Where does the word "find" occur in the entries below? Copy every line that has it.

• Task input:

※ ※ ※

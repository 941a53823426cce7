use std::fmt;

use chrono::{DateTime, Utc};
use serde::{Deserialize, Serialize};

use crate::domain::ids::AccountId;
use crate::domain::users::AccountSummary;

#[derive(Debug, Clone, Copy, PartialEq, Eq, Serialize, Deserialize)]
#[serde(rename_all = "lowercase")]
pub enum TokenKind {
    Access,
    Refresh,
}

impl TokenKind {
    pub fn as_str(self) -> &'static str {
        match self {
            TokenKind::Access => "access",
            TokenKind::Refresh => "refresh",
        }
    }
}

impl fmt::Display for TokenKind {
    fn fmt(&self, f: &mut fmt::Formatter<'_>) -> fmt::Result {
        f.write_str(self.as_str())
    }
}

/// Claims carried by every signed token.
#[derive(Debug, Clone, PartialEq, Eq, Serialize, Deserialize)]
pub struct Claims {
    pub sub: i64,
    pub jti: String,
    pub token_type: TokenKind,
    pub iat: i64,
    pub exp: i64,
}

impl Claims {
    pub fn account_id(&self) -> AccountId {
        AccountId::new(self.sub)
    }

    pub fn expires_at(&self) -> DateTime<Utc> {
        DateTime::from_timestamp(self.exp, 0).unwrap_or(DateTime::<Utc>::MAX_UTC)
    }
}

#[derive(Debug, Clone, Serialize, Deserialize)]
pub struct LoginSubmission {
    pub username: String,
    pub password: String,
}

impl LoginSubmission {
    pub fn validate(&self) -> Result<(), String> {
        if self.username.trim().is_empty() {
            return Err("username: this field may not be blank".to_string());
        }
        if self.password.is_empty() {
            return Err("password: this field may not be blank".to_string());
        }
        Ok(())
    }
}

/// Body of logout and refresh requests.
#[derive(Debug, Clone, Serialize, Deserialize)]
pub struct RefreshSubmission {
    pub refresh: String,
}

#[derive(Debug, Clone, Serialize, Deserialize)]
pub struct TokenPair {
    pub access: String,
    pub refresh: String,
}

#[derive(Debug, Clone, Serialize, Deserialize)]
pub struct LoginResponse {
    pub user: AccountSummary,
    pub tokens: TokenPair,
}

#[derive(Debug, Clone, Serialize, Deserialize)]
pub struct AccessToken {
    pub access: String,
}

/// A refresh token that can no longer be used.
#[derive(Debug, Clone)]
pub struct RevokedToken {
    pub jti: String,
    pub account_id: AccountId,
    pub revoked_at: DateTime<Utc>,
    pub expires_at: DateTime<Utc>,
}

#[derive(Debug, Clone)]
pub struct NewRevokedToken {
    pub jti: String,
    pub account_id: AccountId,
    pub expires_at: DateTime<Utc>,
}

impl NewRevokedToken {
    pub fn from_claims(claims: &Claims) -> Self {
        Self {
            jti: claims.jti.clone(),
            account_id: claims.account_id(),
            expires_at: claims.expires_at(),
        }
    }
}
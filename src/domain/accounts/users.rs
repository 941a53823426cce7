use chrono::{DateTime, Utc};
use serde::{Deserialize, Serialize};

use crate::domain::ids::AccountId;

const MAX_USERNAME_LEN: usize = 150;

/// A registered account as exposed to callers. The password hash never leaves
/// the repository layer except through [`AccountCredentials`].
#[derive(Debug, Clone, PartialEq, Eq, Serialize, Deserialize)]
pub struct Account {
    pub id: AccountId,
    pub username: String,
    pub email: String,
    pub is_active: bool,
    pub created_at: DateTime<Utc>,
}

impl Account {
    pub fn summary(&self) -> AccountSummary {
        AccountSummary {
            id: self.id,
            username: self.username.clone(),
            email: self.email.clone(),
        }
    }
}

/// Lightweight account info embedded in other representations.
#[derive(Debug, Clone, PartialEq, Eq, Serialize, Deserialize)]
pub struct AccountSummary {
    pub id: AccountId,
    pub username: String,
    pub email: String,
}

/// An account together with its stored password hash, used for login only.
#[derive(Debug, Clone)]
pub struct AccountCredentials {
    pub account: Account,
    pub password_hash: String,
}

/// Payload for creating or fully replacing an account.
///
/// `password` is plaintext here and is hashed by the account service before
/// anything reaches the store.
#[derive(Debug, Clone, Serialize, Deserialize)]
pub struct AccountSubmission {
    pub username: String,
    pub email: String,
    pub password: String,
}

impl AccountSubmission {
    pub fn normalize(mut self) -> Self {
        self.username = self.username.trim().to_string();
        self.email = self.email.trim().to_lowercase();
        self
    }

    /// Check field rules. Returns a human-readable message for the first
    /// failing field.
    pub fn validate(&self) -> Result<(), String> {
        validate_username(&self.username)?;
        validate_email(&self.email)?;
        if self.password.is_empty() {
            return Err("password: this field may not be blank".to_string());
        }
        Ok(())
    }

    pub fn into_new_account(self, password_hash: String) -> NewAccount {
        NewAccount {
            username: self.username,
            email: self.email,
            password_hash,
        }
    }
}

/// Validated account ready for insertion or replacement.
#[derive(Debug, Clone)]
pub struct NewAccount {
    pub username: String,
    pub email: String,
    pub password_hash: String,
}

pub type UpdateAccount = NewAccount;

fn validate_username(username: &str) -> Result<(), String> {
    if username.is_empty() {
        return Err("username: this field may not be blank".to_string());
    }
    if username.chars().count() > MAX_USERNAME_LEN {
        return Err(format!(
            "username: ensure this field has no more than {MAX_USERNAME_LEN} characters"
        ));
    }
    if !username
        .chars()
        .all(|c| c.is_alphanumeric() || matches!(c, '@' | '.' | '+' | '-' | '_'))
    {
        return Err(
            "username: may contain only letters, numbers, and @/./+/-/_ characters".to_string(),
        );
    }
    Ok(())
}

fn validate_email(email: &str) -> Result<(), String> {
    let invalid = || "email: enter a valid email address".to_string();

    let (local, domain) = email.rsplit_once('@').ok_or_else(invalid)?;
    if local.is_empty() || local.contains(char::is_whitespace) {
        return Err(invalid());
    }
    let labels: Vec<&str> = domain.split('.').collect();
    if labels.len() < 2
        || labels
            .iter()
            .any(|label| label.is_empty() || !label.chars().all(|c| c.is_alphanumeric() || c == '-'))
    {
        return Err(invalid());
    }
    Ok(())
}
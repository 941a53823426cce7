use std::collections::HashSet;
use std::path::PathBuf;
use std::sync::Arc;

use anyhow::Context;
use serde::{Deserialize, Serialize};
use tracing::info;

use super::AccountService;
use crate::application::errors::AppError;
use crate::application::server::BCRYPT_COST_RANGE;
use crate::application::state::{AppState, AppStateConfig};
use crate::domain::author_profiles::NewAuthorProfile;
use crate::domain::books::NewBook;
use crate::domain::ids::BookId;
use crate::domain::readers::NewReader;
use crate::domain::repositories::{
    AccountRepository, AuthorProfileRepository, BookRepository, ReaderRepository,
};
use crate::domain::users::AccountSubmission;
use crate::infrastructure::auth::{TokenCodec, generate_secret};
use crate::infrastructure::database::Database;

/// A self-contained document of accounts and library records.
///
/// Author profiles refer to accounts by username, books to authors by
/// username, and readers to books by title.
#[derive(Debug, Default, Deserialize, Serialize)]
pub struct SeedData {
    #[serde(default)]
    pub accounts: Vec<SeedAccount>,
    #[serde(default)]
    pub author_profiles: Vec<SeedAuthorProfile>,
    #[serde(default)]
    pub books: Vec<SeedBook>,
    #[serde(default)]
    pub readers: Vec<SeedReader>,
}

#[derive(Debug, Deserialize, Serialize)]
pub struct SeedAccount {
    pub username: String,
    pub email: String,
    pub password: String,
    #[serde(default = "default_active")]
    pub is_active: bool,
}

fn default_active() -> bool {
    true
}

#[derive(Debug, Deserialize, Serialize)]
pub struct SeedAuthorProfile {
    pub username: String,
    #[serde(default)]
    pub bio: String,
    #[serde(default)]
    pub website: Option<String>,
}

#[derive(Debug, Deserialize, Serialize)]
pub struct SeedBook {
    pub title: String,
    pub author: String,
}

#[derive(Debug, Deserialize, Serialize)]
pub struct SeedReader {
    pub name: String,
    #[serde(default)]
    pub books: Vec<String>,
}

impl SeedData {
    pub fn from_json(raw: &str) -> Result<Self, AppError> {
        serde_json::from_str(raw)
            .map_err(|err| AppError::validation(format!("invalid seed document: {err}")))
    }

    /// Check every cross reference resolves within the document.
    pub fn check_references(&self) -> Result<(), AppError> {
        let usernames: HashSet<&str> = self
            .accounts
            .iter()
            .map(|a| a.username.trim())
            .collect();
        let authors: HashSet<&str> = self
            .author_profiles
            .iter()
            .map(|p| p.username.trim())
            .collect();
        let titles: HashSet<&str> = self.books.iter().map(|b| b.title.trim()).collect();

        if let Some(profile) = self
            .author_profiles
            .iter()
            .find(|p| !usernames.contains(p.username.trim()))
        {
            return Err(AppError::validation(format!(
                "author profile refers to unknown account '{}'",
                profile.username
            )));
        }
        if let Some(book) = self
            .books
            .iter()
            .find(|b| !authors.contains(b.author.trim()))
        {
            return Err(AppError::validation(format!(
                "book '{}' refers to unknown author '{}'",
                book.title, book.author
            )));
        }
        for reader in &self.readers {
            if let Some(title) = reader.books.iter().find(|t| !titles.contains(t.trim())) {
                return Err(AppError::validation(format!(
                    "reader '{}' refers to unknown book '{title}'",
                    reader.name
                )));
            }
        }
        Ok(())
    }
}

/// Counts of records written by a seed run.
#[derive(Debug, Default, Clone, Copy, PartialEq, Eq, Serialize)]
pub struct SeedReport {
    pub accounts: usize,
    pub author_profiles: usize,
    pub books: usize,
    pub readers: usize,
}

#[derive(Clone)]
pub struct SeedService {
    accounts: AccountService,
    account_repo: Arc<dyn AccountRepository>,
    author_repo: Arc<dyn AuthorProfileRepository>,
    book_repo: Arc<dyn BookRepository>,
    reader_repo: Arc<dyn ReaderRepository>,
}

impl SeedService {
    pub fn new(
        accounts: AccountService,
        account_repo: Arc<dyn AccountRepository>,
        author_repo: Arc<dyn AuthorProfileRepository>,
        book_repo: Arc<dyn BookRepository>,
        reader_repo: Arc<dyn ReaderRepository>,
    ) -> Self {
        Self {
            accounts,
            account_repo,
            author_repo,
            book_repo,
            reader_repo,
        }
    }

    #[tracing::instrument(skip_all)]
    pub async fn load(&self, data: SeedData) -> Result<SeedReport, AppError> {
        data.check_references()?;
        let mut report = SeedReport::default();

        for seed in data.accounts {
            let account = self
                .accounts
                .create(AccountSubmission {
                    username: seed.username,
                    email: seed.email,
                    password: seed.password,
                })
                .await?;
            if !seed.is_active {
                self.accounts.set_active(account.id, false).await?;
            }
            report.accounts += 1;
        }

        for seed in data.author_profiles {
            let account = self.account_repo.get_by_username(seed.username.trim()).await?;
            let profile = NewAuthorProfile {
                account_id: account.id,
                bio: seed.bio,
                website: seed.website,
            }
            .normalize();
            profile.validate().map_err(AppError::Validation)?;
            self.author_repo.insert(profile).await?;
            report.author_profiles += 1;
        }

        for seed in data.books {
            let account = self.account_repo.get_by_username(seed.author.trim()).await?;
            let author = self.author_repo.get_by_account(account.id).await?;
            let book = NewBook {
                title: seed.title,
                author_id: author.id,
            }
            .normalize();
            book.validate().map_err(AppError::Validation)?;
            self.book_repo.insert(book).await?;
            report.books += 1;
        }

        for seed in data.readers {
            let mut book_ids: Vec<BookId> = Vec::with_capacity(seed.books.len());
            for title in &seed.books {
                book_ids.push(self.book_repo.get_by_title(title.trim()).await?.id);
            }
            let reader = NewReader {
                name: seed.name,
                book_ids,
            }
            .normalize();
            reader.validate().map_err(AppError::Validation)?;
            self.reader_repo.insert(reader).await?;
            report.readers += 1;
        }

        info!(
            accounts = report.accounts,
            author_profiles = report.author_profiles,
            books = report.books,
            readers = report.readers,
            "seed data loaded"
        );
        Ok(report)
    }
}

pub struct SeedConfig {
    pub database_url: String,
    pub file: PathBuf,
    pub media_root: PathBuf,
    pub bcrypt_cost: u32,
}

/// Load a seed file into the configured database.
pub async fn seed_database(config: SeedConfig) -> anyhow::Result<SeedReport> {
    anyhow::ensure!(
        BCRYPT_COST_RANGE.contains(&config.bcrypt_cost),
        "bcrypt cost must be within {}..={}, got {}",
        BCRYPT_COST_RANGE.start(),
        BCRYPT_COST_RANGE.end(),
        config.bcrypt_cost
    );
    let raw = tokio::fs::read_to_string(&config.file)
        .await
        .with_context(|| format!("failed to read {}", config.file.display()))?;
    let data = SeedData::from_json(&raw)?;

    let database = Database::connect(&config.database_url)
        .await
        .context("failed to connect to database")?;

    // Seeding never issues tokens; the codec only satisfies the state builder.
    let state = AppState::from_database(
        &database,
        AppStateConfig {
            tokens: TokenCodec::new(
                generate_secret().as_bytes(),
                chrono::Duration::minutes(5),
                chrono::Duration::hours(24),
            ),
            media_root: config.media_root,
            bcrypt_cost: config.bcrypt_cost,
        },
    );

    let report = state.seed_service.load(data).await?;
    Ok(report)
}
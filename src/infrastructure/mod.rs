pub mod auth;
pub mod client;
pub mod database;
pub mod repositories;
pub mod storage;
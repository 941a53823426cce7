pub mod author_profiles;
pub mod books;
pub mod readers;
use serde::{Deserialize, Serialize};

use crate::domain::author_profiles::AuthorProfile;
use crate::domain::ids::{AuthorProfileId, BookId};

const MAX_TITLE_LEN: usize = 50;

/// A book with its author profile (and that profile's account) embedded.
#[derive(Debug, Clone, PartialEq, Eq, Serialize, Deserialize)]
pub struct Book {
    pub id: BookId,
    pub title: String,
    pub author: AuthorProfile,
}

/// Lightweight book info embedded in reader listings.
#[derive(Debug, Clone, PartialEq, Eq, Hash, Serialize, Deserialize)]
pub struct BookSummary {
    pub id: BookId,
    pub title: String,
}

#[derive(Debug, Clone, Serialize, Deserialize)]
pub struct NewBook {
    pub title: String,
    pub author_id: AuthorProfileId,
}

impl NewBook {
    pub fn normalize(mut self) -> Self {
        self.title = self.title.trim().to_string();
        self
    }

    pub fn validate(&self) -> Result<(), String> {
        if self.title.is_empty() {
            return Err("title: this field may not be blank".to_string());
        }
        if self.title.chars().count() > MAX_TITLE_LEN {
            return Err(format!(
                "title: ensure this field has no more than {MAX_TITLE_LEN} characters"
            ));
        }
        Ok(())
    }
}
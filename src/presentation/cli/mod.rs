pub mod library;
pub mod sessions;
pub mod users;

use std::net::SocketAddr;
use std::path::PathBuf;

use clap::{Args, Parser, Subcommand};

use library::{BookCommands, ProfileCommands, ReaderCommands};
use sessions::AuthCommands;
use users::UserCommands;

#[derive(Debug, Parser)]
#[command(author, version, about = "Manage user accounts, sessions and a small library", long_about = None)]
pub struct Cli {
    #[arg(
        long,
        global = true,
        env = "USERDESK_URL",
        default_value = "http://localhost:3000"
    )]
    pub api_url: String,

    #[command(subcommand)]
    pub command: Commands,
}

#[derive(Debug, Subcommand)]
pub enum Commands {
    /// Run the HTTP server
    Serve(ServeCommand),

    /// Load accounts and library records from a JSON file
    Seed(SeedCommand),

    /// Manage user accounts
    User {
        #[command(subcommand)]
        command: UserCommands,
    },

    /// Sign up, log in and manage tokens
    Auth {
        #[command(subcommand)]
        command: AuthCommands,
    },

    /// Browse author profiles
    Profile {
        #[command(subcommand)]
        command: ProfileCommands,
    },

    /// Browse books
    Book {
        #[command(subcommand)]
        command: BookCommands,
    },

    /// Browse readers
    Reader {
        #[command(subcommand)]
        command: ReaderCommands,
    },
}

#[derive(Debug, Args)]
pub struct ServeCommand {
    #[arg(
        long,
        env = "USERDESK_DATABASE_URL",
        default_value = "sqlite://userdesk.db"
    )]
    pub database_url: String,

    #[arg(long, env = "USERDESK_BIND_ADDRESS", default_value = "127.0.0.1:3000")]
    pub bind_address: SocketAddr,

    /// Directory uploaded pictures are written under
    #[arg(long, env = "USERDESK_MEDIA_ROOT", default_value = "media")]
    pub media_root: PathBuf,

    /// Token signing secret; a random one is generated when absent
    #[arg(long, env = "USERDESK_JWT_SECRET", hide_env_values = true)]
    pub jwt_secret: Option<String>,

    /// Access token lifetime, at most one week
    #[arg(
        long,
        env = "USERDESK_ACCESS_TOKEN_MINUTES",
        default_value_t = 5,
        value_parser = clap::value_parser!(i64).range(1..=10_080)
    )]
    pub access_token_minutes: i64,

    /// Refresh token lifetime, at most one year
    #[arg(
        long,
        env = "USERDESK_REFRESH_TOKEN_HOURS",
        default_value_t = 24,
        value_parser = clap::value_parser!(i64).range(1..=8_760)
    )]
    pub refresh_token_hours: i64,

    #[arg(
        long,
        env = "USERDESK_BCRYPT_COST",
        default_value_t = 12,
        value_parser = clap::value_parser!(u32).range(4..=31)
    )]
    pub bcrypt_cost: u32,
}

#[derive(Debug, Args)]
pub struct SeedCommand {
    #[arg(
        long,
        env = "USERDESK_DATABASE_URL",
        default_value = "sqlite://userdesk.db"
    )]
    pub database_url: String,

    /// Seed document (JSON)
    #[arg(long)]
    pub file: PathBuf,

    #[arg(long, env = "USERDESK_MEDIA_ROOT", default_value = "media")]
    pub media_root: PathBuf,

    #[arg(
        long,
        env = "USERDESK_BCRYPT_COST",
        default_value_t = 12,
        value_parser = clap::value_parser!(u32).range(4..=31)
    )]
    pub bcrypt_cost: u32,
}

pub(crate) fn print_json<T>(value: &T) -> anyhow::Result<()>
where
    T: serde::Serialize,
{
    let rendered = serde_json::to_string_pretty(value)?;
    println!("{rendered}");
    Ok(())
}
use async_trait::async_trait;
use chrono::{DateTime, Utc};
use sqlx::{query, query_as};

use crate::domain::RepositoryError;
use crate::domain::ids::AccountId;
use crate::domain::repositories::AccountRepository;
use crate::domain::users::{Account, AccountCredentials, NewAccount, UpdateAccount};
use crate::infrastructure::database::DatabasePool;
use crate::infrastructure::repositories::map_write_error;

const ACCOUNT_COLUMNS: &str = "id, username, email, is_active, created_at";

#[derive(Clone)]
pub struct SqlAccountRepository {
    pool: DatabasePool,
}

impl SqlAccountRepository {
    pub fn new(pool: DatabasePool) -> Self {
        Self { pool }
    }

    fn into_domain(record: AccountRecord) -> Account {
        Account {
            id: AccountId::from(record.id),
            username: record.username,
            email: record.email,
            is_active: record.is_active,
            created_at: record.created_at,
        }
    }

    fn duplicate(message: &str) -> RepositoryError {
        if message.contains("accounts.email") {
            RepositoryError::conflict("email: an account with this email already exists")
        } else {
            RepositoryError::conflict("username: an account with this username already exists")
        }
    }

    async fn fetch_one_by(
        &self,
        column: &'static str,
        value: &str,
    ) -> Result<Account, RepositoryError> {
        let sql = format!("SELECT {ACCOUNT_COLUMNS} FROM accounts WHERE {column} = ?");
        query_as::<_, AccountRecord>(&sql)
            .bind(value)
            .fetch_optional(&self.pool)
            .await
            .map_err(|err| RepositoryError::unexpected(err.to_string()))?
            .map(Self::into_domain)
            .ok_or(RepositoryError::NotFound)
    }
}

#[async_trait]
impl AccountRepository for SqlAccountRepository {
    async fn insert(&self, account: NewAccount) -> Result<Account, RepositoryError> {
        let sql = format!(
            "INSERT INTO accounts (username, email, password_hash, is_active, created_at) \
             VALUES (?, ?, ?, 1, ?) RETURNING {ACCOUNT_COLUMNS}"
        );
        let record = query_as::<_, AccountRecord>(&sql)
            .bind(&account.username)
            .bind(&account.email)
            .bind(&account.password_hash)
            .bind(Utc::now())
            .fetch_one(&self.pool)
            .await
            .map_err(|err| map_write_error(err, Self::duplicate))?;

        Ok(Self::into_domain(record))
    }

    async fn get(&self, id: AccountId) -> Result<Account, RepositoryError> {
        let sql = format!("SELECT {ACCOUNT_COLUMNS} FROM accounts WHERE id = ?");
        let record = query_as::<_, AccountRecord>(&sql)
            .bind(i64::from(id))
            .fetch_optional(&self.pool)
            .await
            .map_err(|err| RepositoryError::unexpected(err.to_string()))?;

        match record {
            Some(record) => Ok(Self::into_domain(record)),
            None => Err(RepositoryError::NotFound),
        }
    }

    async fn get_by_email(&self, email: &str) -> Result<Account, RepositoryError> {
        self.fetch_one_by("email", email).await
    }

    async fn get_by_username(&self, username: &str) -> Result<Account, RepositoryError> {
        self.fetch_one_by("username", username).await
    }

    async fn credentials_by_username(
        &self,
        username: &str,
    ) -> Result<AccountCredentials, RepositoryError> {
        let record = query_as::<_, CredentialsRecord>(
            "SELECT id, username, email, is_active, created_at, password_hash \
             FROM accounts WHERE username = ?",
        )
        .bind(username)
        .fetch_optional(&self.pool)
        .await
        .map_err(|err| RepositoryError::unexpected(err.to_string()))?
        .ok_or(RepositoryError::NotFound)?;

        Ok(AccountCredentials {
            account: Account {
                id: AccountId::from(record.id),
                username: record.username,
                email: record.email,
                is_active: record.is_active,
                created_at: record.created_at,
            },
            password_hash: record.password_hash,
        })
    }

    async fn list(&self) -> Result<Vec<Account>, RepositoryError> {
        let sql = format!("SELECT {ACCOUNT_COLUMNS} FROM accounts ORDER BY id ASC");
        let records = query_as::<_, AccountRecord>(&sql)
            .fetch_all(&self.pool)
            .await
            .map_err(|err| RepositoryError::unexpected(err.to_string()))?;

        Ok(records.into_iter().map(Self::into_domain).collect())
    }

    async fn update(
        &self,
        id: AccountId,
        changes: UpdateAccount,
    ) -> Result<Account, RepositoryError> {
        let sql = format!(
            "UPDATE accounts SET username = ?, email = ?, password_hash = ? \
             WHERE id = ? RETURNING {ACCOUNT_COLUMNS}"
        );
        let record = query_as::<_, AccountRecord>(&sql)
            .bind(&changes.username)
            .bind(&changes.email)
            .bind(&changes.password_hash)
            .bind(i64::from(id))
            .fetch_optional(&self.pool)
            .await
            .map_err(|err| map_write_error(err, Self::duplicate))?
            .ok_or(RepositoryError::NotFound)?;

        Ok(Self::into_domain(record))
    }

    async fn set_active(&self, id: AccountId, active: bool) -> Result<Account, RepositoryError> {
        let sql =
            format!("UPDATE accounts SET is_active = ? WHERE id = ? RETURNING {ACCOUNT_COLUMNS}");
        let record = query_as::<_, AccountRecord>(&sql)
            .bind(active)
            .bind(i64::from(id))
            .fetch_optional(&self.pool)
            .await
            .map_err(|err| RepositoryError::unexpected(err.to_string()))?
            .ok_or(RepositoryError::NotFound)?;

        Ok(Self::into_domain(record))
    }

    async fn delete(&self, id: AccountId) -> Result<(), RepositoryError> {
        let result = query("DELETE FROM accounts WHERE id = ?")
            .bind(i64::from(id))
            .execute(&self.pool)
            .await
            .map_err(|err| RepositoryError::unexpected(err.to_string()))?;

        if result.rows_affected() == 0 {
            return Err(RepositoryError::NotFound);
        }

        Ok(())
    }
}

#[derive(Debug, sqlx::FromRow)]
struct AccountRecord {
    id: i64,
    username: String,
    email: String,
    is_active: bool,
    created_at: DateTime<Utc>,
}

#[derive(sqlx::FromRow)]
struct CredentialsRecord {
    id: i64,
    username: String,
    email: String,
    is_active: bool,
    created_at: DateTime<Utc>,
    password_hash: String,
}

※ ※ ※

• Expected output:
            .find(|p| !usernames.contains(p.username.trim()))
            .find(|b| !authors.contains(b.author.trim()))
            if let Some(title) = reader.books.iter().find(|t| !titles.contains(t.trim())) {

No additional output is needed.